Relationship of fructan to chilling and drought tolerance
Transgenic rice expressing the wtf2 gene encoding 1-SST accumulated fructo-oligosaccharides at a mean concentration of 16.2 mg/g FW [199], which is well above the concentration found in ryegrass [197], however, still below that found in barley or oat [9]. Kawakami and colleagues [199] attributed the high transgenic fructan levels to the high sucrose concentrations in rice leaves. Indeed, sucrose concentrations in rice leaves appear about 50-fold higher than in potato or Arabidopsis thaliana, and still 15-fold higher than in potato tubers, which accumulated only one-third of the fructan found in transgenic rice leaves. The strict dependence of fructan accumulation on sucrose concentrations is in agreement with the work of Stoop and colleagues [185], who demonstrated inulin accumulation up to 41 mg/g kernel in high-sucrose maize. However, the existence of an additional metabolic difference between the monocotyledonous and dicotyledonous host systems used so far for the expression of fructosyltransferases cannot be excluded.
The concentration of soluble sugars in the fructan-producing rice plants was twice as high in leaves and showed no growth retardation or other abnormalities [199]. This increased sugar was a result of higher glucose and fructan concentrations both of which were correlated with improved chilling tolerance [199]. Since glucose and fructan were both correlated among each other, except for two lines that expressed the 6-SFT homolog wtf1, it is difficult to assign a specific effect to fructan, especially because, of the latter two lines, only one showed improved chilling tolerance.

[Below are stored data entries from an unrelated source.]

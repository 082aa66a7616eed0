//! Extraction configuration.
//!
//! Loaded from YAML; every key is optional.
//!
//! ```yaml
//! emit-doc-comments: true
//! emit-usages: false
//! max-ast-value-chars: 4096
//! ```

use std::path::Path;

use serde::{Deserialize, Serialize};

use crate::error::{Error, Result};

/// Conventional configuration file name.
pub const CONFIG_FILE_NAME: &str = "tessera.yaml";

/// Options controlling which records the extractor emits.
#[derive(Debug, Clone, PartialEq, Eq, Serialize, Deserialize)]
#[serde(rename_all = "kebab-case", default, deny_unknown_fields)]
pub struct ExtractorConfig {
    /// Emit `DocComment` records for documented declarations
    pub emit_doc_comments: bool,

    /// Emit usage `AstNode` records for resolved invocations
    pub emit_usages: bool,

    /// Truncate `AstNode::ast_value` to this many chars (no limit when unset)
    pub max_ast_value_chars: Option<usize>,
}

impl Default for ExtractorConfig {
    fn default() -> Self {
        Self {
            emit_doc_comments: true,
            emit_usages: true,
            max_ast_value_chars: None,
        }
    }
}

impl ExtractorConfig {
    /// Load configuration from a YAML file.
    ///
    /// # Errors
    ///
    /// Returns `Error::Io` if the file can't be read and `Error::Config` if
    /// it isn't valid configuration.
    pub fn load(path: &Path) -> Result<Self> {
        let content = std::fs::read_to_string(path)?;
        Self::from_yaml(&content)
    }

    /// Parse configuration from YAML text.
    ///
    /// # Errors
    ///
    /// Returns `Error::Config` if the text isn't valid configuration.
    pub fn from_yaml(content: &str) -> Result<Self> {
        if content.trim().is_empty() {
            return Ok(Self::default());
        }
        serde_yaml::from_str(content).map_err(|e| Error::Config(e.to_string()))
    }

    /// Apply the AST value limit to raw node text.
    #[must_use]
    pub fn clip_ast_value(&self, text: &str) -> String {
        match self.max_ast_value_chars {
            Some(limit) => text.chars().take(limit).collect(),
            None => text.to_string(),
        }
    }
}
impl TypeRef {
    /// An unresolved reference.
    #[must_use]
    pub fn unresolved(written: impl Into<String>) -> Self {
        Self {
            written: written.into(),
            binding: None,
        }
    }

    /// A reference resolved to `qualified_name`.
    #[must_use]
    pub fn resolved(written: impl Into<String>, qualified_name: impl Into<String>) -> Self {
        Self {
            written: written.into(),
            binding: Some(TypeBinding::new(qualified_name)),
        }
    }

    /// A reference resolved to a full binding.
    #[must_use]
    pub fn bound(written: impl Into<String>, binding: TypeBinding) -> Self {
        Self {
            written: written.into(),
            binding: Some(binding),
        }
    }

    /// Qualified name if resolved, otherwise the text as written.
    #[must_use]
    pub fn qualified_or_written(&self) -> &str {
        self.binding
            .as_ref()
            .map_or(self.written.as_str(), |b| b.qualified_name.as_str())
    }

    /// Whether the resolver produced a binding.
    #[must_use]
    pub fn is_resolved(&self) -> bool {
        self.binding.is_some()
    }
}

/// Class, interface or enum declaration.
#[derive(Debug, Clone, Default, Serialize, Deserialize)]
pub struct TypeDecl {
    /// Simple name
    pub name: String,
    /// Class, interface or enum
    #[serde(default)]
    pub type_kind: TypeKind,
    /// Raw modifier bits
    #[serde(default)]
    pub modifiers: Modifiers,
    /// Type parameter names as written (e.g. `["T"]`)
    #[serde(default)]
    pub type_parameters: Vec<String>,
    /// Resolved binding
    #[serde(default)]
    pub binding: Option<TypeBinding>,
    /// `extends` clause of a class
    #[serde(default)]
    pub superclass: Option<TypeRef>,
    /// `implements` clause of a class/enum, `extends` clause of an interface
    #[serde(default)]
    pub interfaces: Vec<TypeRef>,
}

/// Anonymous class body.
#[derive(Debug, Clone, Default, Serialize, Deserialize)]
pub struct AnonymousClassDecl {
    /// Resolved binding (binary name such as "pkg.Outer$1")
    #[serde(default)]
    pub binding: Option<TypeBinding>,
}

/// Method or constructor declaration.
#[derive(Debug, Clone, Default, Serialize, Deserialize)]
pub struct MethodDecl {
    /// Simple name (the class name for constructors)
    pub name: String,
    /// Raw modifier bits
    #[serde(default)]
    pub modifiers: Modifiers,
    /// Constructor rather than method
    #[serde(default)]
    pub constructor: bool,
    /// Return type, `None` for constructors
    #[serde(default)]
    pub return_type: Option<TypeRef>,
    /// Parameter types in declaration order
    #[serde(default)]
    pub parameters: Vec<TypeRef>,
    /// Whether the declaration has a body
    #[serde(default)]
    pub has_body: bool,
}

/// Field declaration.
#[derive(Debug, Clone, Default, Serialize, Deserialize)]
pub struct FieldDecl {
    /// Field name
    pub name: String,
    /// Raw modifier bits
    #[serde(default)]
    pub modifiers: Modifiers,
    /// Declared type
    pub field_type: TypeRef,
    /// Whether an initializer is present
    #[serde(default)]
    pub has_initializer: bool,
}
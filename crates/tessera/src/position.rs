//! Character offset to line/column mapping.
//!
//! ## Coordinate Conventions
//!
//! - Offsets are **0-indexed** and count Unicode scalar values (`char`s)
//! - Lines and columns are **1-indexed** (matching editor conventions)
//! - `\n`, `\r\n` and a lone `\r` each end a line
//! - An offset equal to the text length is the end-of-file position
//!
//! Every component that reports locations goes through `PositionMapper`, so
//! this is the only place the convention is encoded.

use thiserror::Error;

use crate::types::Span;
use crate::unit::CompilationUnit;

/// Failure to map an offset range.
#[derive(Debug, Clone, PartialEq, Eq, Error)]
pub enum PositionError {
    /// An offset lies past the end of the text
    #[error("offset {offset} is outside the text (length {len})")]
    OutOfRange {
        /// Offending offset
        offset: usize,
        /// Text length in chars
        len: usize,
    },

    /// The range ends before it starts
    #[error("range {start}..{end} ends before it starts")]
    Inverted {
        /// Start offset
        start: usize,
        /// End offset
        end: usize,
    },
}

#[derive(Debug, Clone, Copy)]
struct LineStart {
    char_offset: usize,
    byte_offset: usize,
}

/// Maps character offsets of one unit's text to positions.
///
/// Line starts are computed once on construction; lookups are a binary
/// search. The mapper is immutable after construction.
#[derive(Debug)]
pub struct PositionMapper<'a> {
    text: &'a str,
    lines: Vec<LineStart>,
    char_len: usize,
}

impl<'a> PositionMapper<'a> {
    /// Build a mapper over `text`.
    #[must_use]
    pub fn new(text: &'a str) -> Self {
        let mut lines = vec![LineStart {
            char_offset: 0,
            byte_offset: 0,
        }];
        let mut chars = text.char_indices().enumerate().peekable();
        let mut char_len = 0;

        while let Some((char_idx, (byte_idx, ch))) = chars.next() {
            char_len = char_idx + 1;
            let line_break = match ch {
                '\n' => true,
                '\r' => {
                    if let Some((_, (_, '\n'))) = chars.peek() {
                        // "\r\n": the break is recorded on the '\n'
                        false
                    } else {
                        true
                    }
                }
                _ => false,
            };
            if line_break {
                lines.push(LineStart {
                    char_offset: char_idx + 1,
                    byte_offset: byte_idx + ch.len_utf8(),
                });
            }
        }

        Self {
            text,
            lines,
            char_len,
        }
    }

    /// Build a mapper over a compilation unit's source.
    #[must_use]
    pub fn for_unit(unit: &'a CompilationUnit) -> Self {
        Self::new(&unit.source)
    }

    /// Length of the text in chars.
    #[must_use]
    pub fn len(&self) -> usize {
        self.char_len
    }

    /// Whether the text is empty.
    #[must_use]
    pub fn is_empty(&self) -> bool {
        self.char_len == 0
    }

    /// Map one offset to a 1-indexed `(line, column)` pair.
    ///
    /// # Errors
    ///
    /// Returns `PositionError::OutOfRange` if `offset` is past the end of the text.
    pub fn position(&self, offset: usize) -> Result<(u32, u32), PositionError> {
        let line = self.line_index(offset)?;
        let column = offset - self.lines[line].char_offset + 1;
        // Saturates past u32::MAX lines or columns.
        Ok((
            u32::try_from(line + 1).unwrap_or(u32::MAX),
            u32::try_from(column).unwrap_or(u32::MAX),
        ))
    }

    /// Map an offset range to a span.
    ///
    /// # Errors
    ///
    /// Returns `PositionError::OutOfRange` if either offset is past the end
    /// of the text, and `PositionError::Inverted` if `start > end`.
    pub fn compute(&self, start: usize, end: usize) -> Result<Span, PositionError> {
        if start > end {
            return Err(PositionError::Inverted { start, end });
        }
        let (start_line, start_column) = self.position(start)?;
        let (end_line, end_column) = self.position(end)?;

        // Monotonic mapping: start <= end implies the span is ordered.
        Span::new(start_line, start_column, end_line, end_column)
            .ok_or(PositionError::Inverted { start, end })
    }

    /// Source text between two offsets.
    ///
    /// # Errors
    ///
    /// Same conditions as [`compute`](Self::compute).
    pub fn text(&self, start: usize, end: usize) -> Result<&'a str, PositionError> {
        if start > end {
            return Err(PositionError::Inverted { start, end });
        }
        let from = self.byte_offset(start)?;
        let to = self.byte_offset(end)?;
        Ok(&self.text[from..to])
    }

    fn line_index(&self, offset: usize) -> Result<usize, PositionError> {
        if offset > self.char_len {
            return Err(PositionError::OutOfRange {
                offset,
                len: self.char_len,
            });
        }
        // Last line whose start is <= offset
        Ok(self
            .lines
            .partition_point(|line| line.char_offset <= offset)
            - 1)
    }

    fn byte_offset(&self, offset: usize) -> Result<usize, PositionError> {
        let line = self.lines[self.line_index(offset)?];
        let within = offset - line.char_offset;
        let rest = &self.text[line.byte_offset..];
        Ok(line.byte_offset
            + rest
                .char_indices()
                .nth(within)
                .map_or(rest.len(), |(byte, _)| byte))
    }
}

#[cfg(test)]
mod tests {
    use super::*;

    // Offset 10 is line 2 column 5, offset 20 is line 3 column 1.
    const TWO_BREAKS: &str = "abcde\nfghijklmnopqr\nstu";

    #[test]
    fn compute_maps_offsets_across_lines() {
        let mapper = PositionMapper::new(TWO_BREAKS);

        let span = mapper.compute(10, 20).expect("offsets in range");

        assert_eq!((span.start_line, span.start_column), (2, 5));
        assert_eq!((span.end_line, span.end_column), (3, 1));
    }

    #[test]
    fn first_offset_is_line_one_column_one() {
        let mapper = PositionMapper::new(TWO_BREAKS);

        assert_eq!(mapper.position(0), Ok((1, 1)));
    }

    #[test]
    fn newline_belongs_to_the_line_it_ends() {
        let mapper = PositionMapper::new(TWO_BREAKS);

        assert_eq!(mapper.position(5), Ok((1, 6)));
        assert_eq!(mapper.position(6), Ok((2, 1)));
    }

    #[test]
    fn end_of_text_is_a_valid_position() {
        let mapper = PositionMapper::new(TWO_BREAKS);

        assert_eq!(mapper.position(TWO_BREAKS.len()), Ok((3, 4)));
    }

    #[test]
    fn offset_past_end_is_out_of_range() {
        let mapper = PositionMapper::new("abc");

        let err = mapper.compute(0, 4).expect_err("past end");

        assert_eq!(err, PositionError::OutOfRange { offset: 4, len: 3 });
    }

    #[test]
    fn inverted_range_is_rejected() {
        let mapper = PositionMapper::new(TWO_BREAKS);

        let err = mapper.compute(8, 3).expect_err("inverted");

        assert_eq!(err, PositionError::Inverted { start: 8, end: 3 });
    }

    #[test]
    fn crlf_counts_as_one_line_break() {
        let mapper = PositionMapper::new("ab\r\ncd\rxy");

        assert_eq!(mapper.position(2), Ok((1, 3)));
        assert_eq!(mapper.position(4), Ok((2, 1)));
        // lone '\r' also ends a line
        assert_eq!(mapper.position(7), Ok((3, 1)));
    }

    #[test]
    fn columns_count_chars_not_bytes() {
        let mapper = PositionMapper::new("é = \"ü\";\nx");

        assert_eq!(mapper.position(2), Ok((1, 3)));
        assert_eq!(mapper.position(9), Ok((2, 1)));
        assert_eq!(mapper.text(5, 6), Ok("ü"));
    }

    #[test]
    fn text_slices_by_char_offsets() {
        let mapper = PositionMapper::new(TWO_BREAKS);

        assert_eq!(mapper.text(6, 11), Ok("fghij"));
        assert_eq!(mapper.text(20, 23), Ok("stu"));
        assert_eq!(mapper.text(3, 3), Ok(""));
    }

    #[test]
    fn empty_text_has_single_position() {
        let mapper = PositionMapper::new("");

        assert!(mapper.is_empty());
        assert_eq!(mapper.position(0), Ok((1, 1)));
        assert!(mapper.position(1).is_err());
    }

    mod properties {
        use super::*;
        use proptest::prelude::*;

        proptest! {
            #[test]
            fn mapping_is_monotonic(text in "[a-z\n\r]{0,60}", a in 0usize..64, b in 0usize..64) {
                let mapper = PositionMapper::new(&text);
                let (lo, hi) = if a <= b { (a, b) } else { (b, a) };
                prop_assume!(hi <= mapper.len());

                let lo_pos = mapper.position(lo).unwrap();
                let hi_pos = mapper.position(hi).unwrap();

                prop_assert!(lo_pos <= hi_pos);
                prop_assert!(mapper.compute(lo, hi).is_ok());
            }
        }
    }
}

One component of chilling stress in rice is water deficit caused by an imbalance of transpiration and water transport from the roots. Thus, any osmolyte can have a positive effect, so a specific role for fructan would not be required. To investigate how fructan may be involved in chilling tolerance the possibility of fructan degradation in the cold should be determined. The vacuolar invertase OsVIN2 of rice shows high fructan exohydrolase activity [42] and is induced at low temperature [200]. A degradation of fructan during abiotic stress treatments has also been found in crown tissue of the naturally fructan-producing grass Festuca novae-zelandiae during prolonged water deficit [201]. Therefore, fructans could act indirectly by providing carbon and energy for the synthesis of other osmo-protectants. Alternatively, fructans could accumulate in the cold or at mild water deficit simply because of high sucrose levels resulting from low respiratory demand in sink organs under stress. The key enzyme of fructan biosynthesis, 1-SST, is induced by high sucrose contents in barley [202, 203], and fructan synthesis increases when sucrose accumulates in leaves of grasses [32] and Asteraceae [15]. Thus, clarification of the physiological advantage of fructan biosynthesis is still pending, but transgenic systems are now available to resolve this question.